BEGIN
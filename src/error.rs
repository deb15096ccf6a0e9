//! Error types for loading, cleaning and summarising survey data.

use thiserror::Error;

/// Every failure the library reports. All of them are deterministic
/// functions of the input, so none is worth retrying.
#[derive(Error, Debug)]
pub enum Error {
    /// A field name that is not part of the dataset's schema.
    #[error("Field not found: '{0}'")]
    FieldNotFound(String),

    /// A numeric operation was asked of a categorical field.
    #[error("Field '{0}' is not numeric")]
    NonNumericField(String),

    /// Cleaning (or loading) left no rows to work with.
    #[error("Dataset is empty")]
    EmptyDataset,

    #[error("Insufficient data: expected at least {expected} observations, got {actual}")]
    InsufficientData { expected: usize, actual: usize },

    /// Correlation is undefined when one side never varies.
    #[error("Field '{0}' has zero variance")]
    ZeroVariance(String),

    #[error("Invalid configuration: {0}")]
    InvalidConfig(String),

    #[error("Invalid parameter: {0}")]
    InvalidParameter(String),

    /// A schema column absent from the file header.
    #[error("Missing column in input: '{0}'")]
    MissingColumn(String),

    #[error("Row {row}, column '{column}': '{value}' is not a number")]
    Parse {
        row: usize,
        column: String,
        value: String,
    },

    #[error("Unsupported file extension: .{0}")]
    UnsupportedFormat(String),

    #[error("IO error: {0}")]
    Io(#[from] std::io::Error),

    #[error("CSV error: {0}")]
    Csv(#[from] csv::Error),

    #[error("JSON error: {0}")]
    Json(#[from] serde_json::Error),

    #[error("Parquet error: {0}")]
    Parquet(#[from] parquet::errors::ParquetError),

    #[error("Arrow error: {0}")]
    Arrow(#[from] arrow::error::ArrowError),
}

/// Result type alias using our Error type
pub type Result<T> = std::result::Result<T, Error>;

impl Error {
    /// Shorthand for "needed `expected` observations, saw `actual`".
    pub fn insufficient(expected: usize, actual: usize) -> Self {
        Self::InsufficientData { expected, actual }
    }
}

#[cfg(test)]
mod tests {
    use super::*;

    #[test]
    fn test_error_display() {
        let err = Error::FieldNotFound("Age".to_string());
        assert_eq!(err.to_string(), "Field not found: 'Age'");

        let err = Error::NonNumericField("Gender".to_string());
        assert_eq!(err.to_string(), "Field 'Gender' is not numeric");

        let err = Error::insufficient(2, 1);
        assert_eq!(
            err.to_string(),
            "Insufficient data: expected at least 2 observations, got 1"
        );

        let err = Error::Parse {
            row: 3,
            column: "Age".to_string(),
            value: "abc".to_string(),
        };
        assert_eq!(err.to_string(), "Row 3, column 'Age': 'abc' is not a number");
    }
}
END
:: Directions ::
The entries are to be repeated exactly, with nothing altered.

:: Completed exercise ::
filename src/error.rs
repository deb15096ccf6a0e9
//! Error types for loading, cleaning and summarising survey data.

use thiserror::Error;

/// Every failure the library reports. All of them are deterministic
/// functions of the input, so none is worth retrying.
#[derive(Error, Debug)]
pub enum Error {
    /// A field name that is not part of the dataset's schema.
    #[error("Field not found: '{0}'")]
    FieldNotFound(String),

    /// A numeric operation was asked of a categorical field.
    #[error("Field '{0}' is not numeric")]
    NonNumericField(String),

    /// Cleaning (or loading) left no rows to work with.
    #[error("Dataset is empty")]
    EmptyDataset,

    #[error("Insufficient data: expected at least {expected} observations, got {actual}")]
    InsufficientData { expected: usize, actual: usize },

    /// Correlation is undefined when one side never varies.
    #[error("Field '{0}' has zero variance")]
    ZeroVariance(String),

    #[error("Invalid configuration: {0}")]
    InvalidConfig(String),

    #[error("Invalid parameter: {0}")]
    InvalidParameter(String),

    /// A schema column absent from the file header.
    #[error("Missing column in input: '{0}'")]
    MissingColumn(String),

    #[error("Row {row}, column '{column}': '{value}' is not a number")]
    Parse {
        row: usize,
        column: String,
        value: String,
    },

    #[error("Unsupported file extension: .{0}")]
    UnsupportedFormat(String),

    #[error("IO error: {0}")]
    Io(#[from] std::io::Error),

    #[error("CSV error: {0}")]
    Csv(#[from] csv::Error),

    #[error("JSON error: {0}")]
    Json(#[from] serde_json::Error),

    #[error("Parquet error: {0}")]
    Parquet(#[from] parquet::errors::ParquetError),

    #[error("Arrow error: {0}")]
    Arrow(#[from] arrow::error::ArrowError),
}

/// Result type alias using our Error type
pub type Result<T> = std::result::Result<T, Error>;

impl Error {
    /// Shorthand for "needed `expected` observations, saw `actual`".
    pub fn insufficient(expected: usize, actual: usize) -> Self {
        Self::InsufficientData { expected, actual }
    }
}

#[cfg(test)]
mod tests {
    use super::*;

    #[test]
    fn test_error_display() {
        let err = Error::FieldNotFound("Age".to_string());
        assert_eq!(err.to_string(), "Field not found: 'Age'");

        let err = Error::NonNumericField("Gender".to_string());
        assert_eq!(err.to_string(), "Field 'Gender' is not numeric");

        let err = Error::insufficient(2, 1);
        assert_eq!(
            err.to_string(),
            "Insufficient data: expected at least 2 observations, got 1"
        );

        let err = Error::Parse {
            row: 3,
            column: "Age".to_string(),
            value: "abc".to_string(),
        };
        assert_eq!(err.to_string(), "Row 3, column 'Age': 'abc' is not a number");
    }
}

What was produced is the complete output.